Look through the lines below and copy each one that includes "before".

-- Extracted entries follows --

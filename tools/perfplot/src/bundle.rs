//! Output directory lifecycle: prepare, fill, archive.
//!
//! [`prepare_output_dir`] runs before any figure is rendered and leaves an
//! empty directory. [`finish`] runs after every render has completed: it
//! copies the source logs in, writes `<dir>.tar.gz` next to the directory and
//! checksums the contents. Archives are byte-reproducible for identical
//! inputs.

use std::fs;
use std::io::{self, ErrorKind};
use std::path::{Component, Path, PathBuf};

use flate2::{Compression, GzBuilder};
use sha2::{Digest, Sha256};
use walkdir::WalkDir;

use crate::error::{ReportError, Result};
use crate::verbose::{vprintln, wprintln};

/// A finished output directory.
#[derive(Debug, Clone, PartialEq, Eq)]
pub struct Bundle {
    /// The output directory.
    pub dir: PathBuf,
    /// Log copies inside `dir`.
    pub logs: Vec<PathBuf>,
    /// `<dir>.tar.gz`, when archiving was requested.
    pub archive: Option<PathBuf>,
    /// SHA-256 of the directory contents.
    pub checksum: String,
}

/// Ensure `dir` exists and is empty.
///
/// `dir` is checked with [`check_output_dir`] against `keep` before anything
/// is removed. An existing directory is then removed; a failed removal is
/// reported and retried once before it becomes an error.
pub fn prepare_output_dir(dir: &Path, keep: &[PathBuf]) -> Result<()> {
    check_output_dir(dir, keep)?;
    remove_dir_with_retry(dir)?;
    fs::create_dir_all(dir).map_err(|e| ReportError::io("creating", dir, e))
}

/// Refuse output directories whose removal would take other files along.
///
/// `dir` must end in a normal path component (not `.`, `..` or a root), and
/// may neither hold the working directory nor any path in `keep`.
pub fn check_output_dir(dir: &Path, keep: &[PathBuf]) -> Result<()> {
    let refuse = |reason: String| {
        Err(ReportError::Config(format!(
            "refusing to use `{}` as the output directory: {reason}",
            dir.display()
        )))
    };
    if !matches!(dir.components().next_back(), Some(Component::Normal(_))) {
        return refuse("it does not name a directory of its own".into());
    }
    archive_path(dir)?;

    // Nothing to protect until the directory exists.
    let Ok(root) = fs::canonicalize(dir) else {
        return Ok(());
    };
    if let Ok(cwd) = std::env::current_dir().and_then(fs::canonicalize) {
        if cwd.starts_with(&root) {
            return refuse("it contains the working directory".into());
        }
    }
    for path in keep {
        if fs::canonicalize(path).is_ok_and(|p| p.starts_with(&root)) {
            return refuse(format!("it contains `{}`", path.display()));
        }
    }
    Ok(())
}

fn remove_dir_with_retry(dir: &Path) -> Result<()> {
    remove_with_retry(dir, |path| fs::remove_dir_all(path))
}

/// Run `remove` on `dir`, retrying once. A missing directory counts as removed.
fn remove_with_retry(dir: &Path, mut remove: impl FnMut(&Path) -> io::Result<()>) -> Result<()> {
    let mut attempt = || match remove(dir) {
        Err(e) if e.kind() == ErrorKind::NotFound => Ok(()),
        other => other,
    };
    if let Err(first) = attempt() {
        wprintln!("removing {} failed ({first}), retrying", dir.display());
        attempt().map_err(|e| ReportError::io("removing", dir, e))?;
    }
    Ok(())
}

/// Path of the archive written for `dir`: a sibling named `<dir>.tar.gz`.
pub fn archive_path(dir: &Path) -> Result<PathBuf> {
    let name = dir.file_name().ok_or_else(|| {
        ReportError::Config(format!(
            "output directory `{}` has no final component to name its archive",
            dir.display()
        ))
    })?;
    let mut file_name = name.to_os_string();
    file_name.push(".tar.gz");
    Ok(dir.with_file_name(file_name))
}

/// Copy `logs` into `dir`, keeping their file names.
pub fn copy_logs(dir: &Path, logs: &[PathBuf]) -> Result<Vec<PathBuf>> {
    logs.iter()
        .map(|log| {
            let name = log.file_name().ok_or_else(|| {
                ReportError::io(
                    "copying",
                    log,
                    std::io::Error::new(ErrorKind::InvalidInput, "not a file path"),
                )
            })?;
            let dest = dir.join(name);
            fs::copy(log, &dest).map_err(|e| ReportError::io("copying", log, e))?;
            Ok(dest)
        })
        .collect()
}

/// Regular files under `dir`, sorted by relative path.
fn sorted_files(dir: &Path) -> Result<Vec<(PathBuf, PathBuf)>> {
    let mut files = Vec::new();
    for entry in WalkDir::new(dir).sort_by_file_name() {
        let entry = entry.map_err(|e| ReportError::io("walking", dir, e.into()))?;
        if !entry.file_type().is_file() {
            continue;
        }
        let rel = entry
            .path()
            .strip_prefix(dir)
            .unwrap_or(entry.path())
            .to_path_buf();
        files.push((entry.path().to_path_buf(), rel));
    }
    files.sort_by(|a, b| a.1.cmp(&b.1));
    Ok(files)
}

/// SHA-256 over the relative paths and contents of every file in `dir`.
///
/// Each path and each content blob is preceded by its length, so moving
/// bytes between a name and its contents changes the digest.
pub fn dir_checksum(dir: &Path) -> Result<String> {
    let mut hasher = Sha256::new();
    for (path, rel) in sorted_files(dir)? {
        let rel = rel.to_string_lossy();
        hasher.update((rel.len() as u64).to_le_bytes());
        hasher.update(rel.as_bytes());
        let contents = fs::read(&path).map_err(|e| ReportError::io("reading", &path, e))?;
        hasher.update((contents.len() as u64).to_le_bytes());
        hasher.update(&contents);
    }
    Ok(format!("{:x}", hasher.finalize()))
}

/// Write `<dir>.tar.gz` with entries rooted at the directory name.
///
/// Entries are sorted and carry fixed metadata (mtime 0, mode 0644, owner
/// 0:0), and the gzip header has no timestamp, so the bytes depend only on
/// file names and contents.
pub fn write_archive(dir: &Path) -> Result<PathBuf> {
    let archive = archive_path(dir)?;
    let root = dir.file_name().map(PathBuf::from).unwrap_or_default();

    let file = fs::File::create(&archive).map_err(|e| ReportError::io("creating", &archive, e))?;
    let encoder = GzBuilder::new().mtime(0).write(file, Compression::default());
    let mut builder = tar::Builder::new(encoder);

    for (path, rel) in sorted_files(dir)? {
        let contents = fs::read(&path).map_err(|e| ReportError::io("reading", &path, e))?;
        let mut header = tar::Header::new_gnu();
        header.set_entry_type(tar::EntryType::Regular);
        header.set_size(contents.len() as u64);
        header.set_mode(0o644);
        header.set_mtime(0);
        header.set_uid(0);
        header.set_gid(0);
        builder
            .append_data(&mut header, root.join(&rel), contents.as_slice())
            .map_err(|e| ReportError::io("archiving", &path, e))?;
    }

    let encoder = builder
        .into_inner()
        .map_err(|e| ReportError::io("writing", &archive, e))?;
    encoder
        .finish()
        .map_err(|e| ReportError::io("writing", &archive, e))?;
    Ok(archive)
}

/// Complete the output directory once every figure is rendered.
pub fn finish(dir: &Path, logs: &[PathBuf], archive: bool) -> Result<Bundle> {
    let copied = copy_logs(dir, logs)?;
    let checksum = dir_checksum(dir)?;
    vprintln!("  bundle checksum: {checksum}");
    let archive = if archive {
        let path = write_archive(dir)?;
        vprintln!("  wrote {}", path.display());
        Some(path)
    } else {
        None
    };
    Ok(Bundle {
        dir: dir.to_path_buf(),
        logs: copied,
        archive,
        checksum,
    })
}

/// Remove `dir` and its archive. Returns whether anything was removed.
///
/// `dir` is checked against `keep` like in [`prepare_output_dir`].
pub fn clean(dir: &Path, keep: &[PathBuf]) -> Result<bool> {
    check_output_dir(dir, keep)?;
    let mut removed = false;
    if dir.exists() {
        remove_dir_with_retry(dir)?;
        removed = true;
    }
    let archive = archive_path(dir)?;
    match fs::remove_file(&archive) {
        Ok(()) => removed = true,
        Err(e) if e.kind() == ErrorKind::NotFound => {}
        Err(e) => return Err(ReportError::io("removing", &archive, e)),
    }
    Ok(removed)
}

-- Extracted entries concluded --

- [Result for this exercise]:
//! [`prepare_output_dir`] runs before any figure is rendered and leaves an
/// `dir` is checked with [`check_output_dir`] against `keep` before anything
/// reported and retried once before it becomes an error.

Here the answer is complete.